AMD: R7xx Speculation

mczak · Jun 24, 2008

AlphaWolf said:
the ATi slide was flops /watt. There's a definite advantage there, but ATi does need to get the idle consumption down to where it should be.

Right, though flops/watt isn't really a very good metric for the main purpose of these chips (which are, after all, mostly still intended for 3d graphic cards).

AlphaWolf · Jun 24, 2008

mczak said:
Right, though flops/watt isn't really a very good metric for the main purpose of these chips (which are, after all, mostly still intended for 3d graphic cards).

Well flops and watts probably mean nothing to 95% of people who are going to buy these things. So perhaps they are thinking of building a box for pixar or something.

There are some oddities with the power consumption part of the review (GX2 numbers seem off from expected) we've been looking at though so I'd like to see some corroboration before jumping to any conclusions.

compres · Jun 24, 2008

I think we should wait for official reviews with release drivers before assuming anything with regards to idle power consumption.

And now that RV770 has been dealt with, what can we really spect from R700? Is nVidia in even more trouble than we though? Interesting indeed.

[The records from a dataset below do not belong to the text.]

//! Shared domain models and formatting helpers.

use std::{fmt, str::FromStr};

use serde::{Deserialize, Serialize};

use crate::error::CardError;

/// Elemental type printed on a card.
#[derive(Debug, Clone, Copy, PartialEq, Eq, Hash, PartialOrd, Ord, Serialize, Deserialize)]
#[serde(rename_all = "lowercase")]
#[allow(missing_docs)]
pub enum CardType {
    Grass,
    Fire,
    Water,
    Lightning,
    Psychic,
    Fighting,
    Darkness,
    Metal,
    Fairy,
    Dragon,
    Colorless,
}

impl CardType {
    /// Every type in selector order.
    pub const ALL: [CardType; 11] = [
        CardType::Grass,
        CardType::Fire,
        CardType::Water,
        CardType::Lightning,
        CardType::Psychic,
        CardType::Fighting,
        CardType::Darkness,
        CardType::Metal,
        CardType::Fairy,
        CardType::Dragon,
        CardType::Colorless,
    ];

    /// Lowercase key used in class names and selectors.
    pub fn key(self) -> &'static str {
        match self {
            CardType::Grass => "grass",
            CardType::Fire => "fire",
            CardType::Water => "water",
            CardType::Lightning => "lightning",
            CardType::Psychic => "psychic",
            CardType::Fighting => "fighting",
            CardType::Darkness => "darkness",
            CardType::Metal => "metal",
            CardType::Fairy => "fairy",
            CardType::Dragon => "dragon",
            CardType::Colorless => "colorless",
        }
    }

    /// Key with an upper-case first letter, as used in asset folders (`Fire`).
    pub fn capitalized(self) -> String {
        capitalize(self.key())
    }
}

impl fmt::Display for CardType {
    fn fmt(&self, f: &mut fmt::Formatter<'_>) -> fmt::Result {
        f.write_str(self.key())
    }
}

impl FromStr for CardType {
    type Err = CardError;

    fn from_str(value: &str) -> Result<Self, Self::Err> {
        let needle = value.trim().to_lowercase();
        CardType::ALL
            .into_iter()
            .find(|card_type| card_type.key() == needle)
            .ok_or_else(|| CardError::UnknownCardType(value.to_string()))
    }
}

/// Evolutionary stage of the card subject.
#[derive(Debug, Clone, Copy, PartialEq, Eq, Hash, PartialOrd, Ord, Serialize, Deserialize)]
#[allow(missing_docs)]
pub enum Stage {
    #[serde(rename = "basic")]
    Basic,
    #[serde(rename = "stage-1")]
    Stage1,
    #[serde(rename = "stage-2")]
    Stage2,
}

impl Stage {
    /// Every stage in selector order.
    pub const ALL: [Stage; 3] = [Stage::Basic, Stage::Stage1, Stage::Stage2];

    /// Raw stage key (`basic`, `stage-1`, `stage-2`).
    pub fn key(self) -> &'static str {
        match self {
            Stage::Basic => "basic",
            Stage::Stage1 => "stage-1",
            Stage::Stage2 => "stage-2",
        }
    }

    /// Label shown in selectors.
    pub fn label(self) -> &'static str {
        match self {
            Stage::Basic => "Basic",
            Stage::Stage1 => "Stage 1",
            Stage::Stage2 => "Stage 2",
        }
    }
}

impl fmt::Display for Stage {
    fn fmt(&self, f: &mut fmt::Formatter<'_>) -> fmt::Result {
        f.write_str(self.key())
    }
}

impl FromStr for Stage {
    type Err = CardError;

    fn from_str(value: &str) -> Result<Self, Self::Err> {
        let needle = value.trim().to_lowercase().replace([' ', '_'], "-");
        Stage::ALL
            .into_iter()
            .find(|stage| stage.key() == needle)
            .ok_or_else(|| CardError::UnknownStage(value.to_string()))
    }
}

/// Places on the card that accept a dropped custom image.
#[derive(Debug, Clone, Copy, PartialEq, Eq, Hash, PartialOrd, Ord, Serialize, Deserialize)]
#[serde(rename_all = "lowercase")]
pub enum ImageSlot {
    /// Replaces the set art behind the whole card.
    Background,
    /// Picture inside the artwork frame.
    Artwork,
}

/// Upper-case the first character, leaving the rest untouched.
pub fn capitalize(value: &str) -> String {
    let mut chars = value.chars();
    match chars.next() {
        Some(first) => first.to_uppercase().chain(chars).collect(),
        None => String::new(),
    }
}

/// Wrap a path or data URL for use in a CSS `url()` value.
pub fn css_url(value: &str) -> String {
    format!("url(\"{}\")", value.replace('"', "\\\""))
}

#[cfg(test)]
mod tests {
    use super::*;

    #[test]
    fn parses_types_and_stages_loosely() {
        assert_eq!("Fire".parse::<CardType>(), Ok(CardType::Fire));
        assert_eq!(" colorless ".parse::<CardType>(), Ok(CardType::Colorless));
        assert_eq!("stage 1".parse::<Stage>(), Ok(Stage::Stage1));
        assert_eq!("STAGE_2".parse::<Stage>(), Ok(Stage::Stage2));
        assert_eq!(
            "plasma".parse::<CardType>(),
            Err(CardError::UnknownCardType("plasma".to_string()))
        );
    }

    #[test]
    fn capitalizes_type_keys() {
        assert_eq!(CardType::Lightning.capitalized(), "Lightning");
        assert_eq!(capitalize(""), "");
    }

    #[test]
    fn stage_serializes_with_hyphen() -> serde_json::Result<()> {
        assert_eq!(serde_json::to_string(&Stage::Stage2)?, "\"stage-2\"");
        Ok(())
    }
}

I would pick a 4870 if i have some free time this summer (which i don't sadly).

revan · Jun 24, 2008

mczak said:
I'll answer instead . Well these diagrams were leaked before already, so there's nothing new to see here.
I don't even know where to start describing all the differences - I don't think I'm alone not having expected that many changes.
1) tmu organization. No longer shared across arrays, each array has its own quad tmu. I'll bet the sampler thread arbiter had to change with that as well.
2) tmu themselves changed. While they always had separate L1 caches (I think - the picture is misleading), now the separate 4 TA and point sampling fetch units are gone (thus one tmu is 4 TA, 16 fetch, 4 TF instead of 8 TA, 20 fetch, 4 TF). Also, early tests indicate they are no longer capable of sampling fp16 at full speed (dropping to half and one quarter at fp32 IIRC).
3) ROPs. They now have 4xZ fill capability (at least in some situations) instead of just 2. The R600 picture indicates a fog/alpha unit which is now gone, though I doubt it really was there in the first place (doesn't make sense should be handled in the shader ALU). The picture also indicate shared color cache for R600, I don't know if this was true however. Could be though (see next item).
4) no more ring bus. Clearly with rv770 ROPs are tied to memory channels (just like nvidia G80 and up), and there are per-memory channel L2 texture caches. Instead of one ring-bus it seems there's now different "busses" or crossbars or whatever for different data (it's hot a "hub", it's got some path for texture data etc.)
5) Other stuff like the local data store, read/write cache etc.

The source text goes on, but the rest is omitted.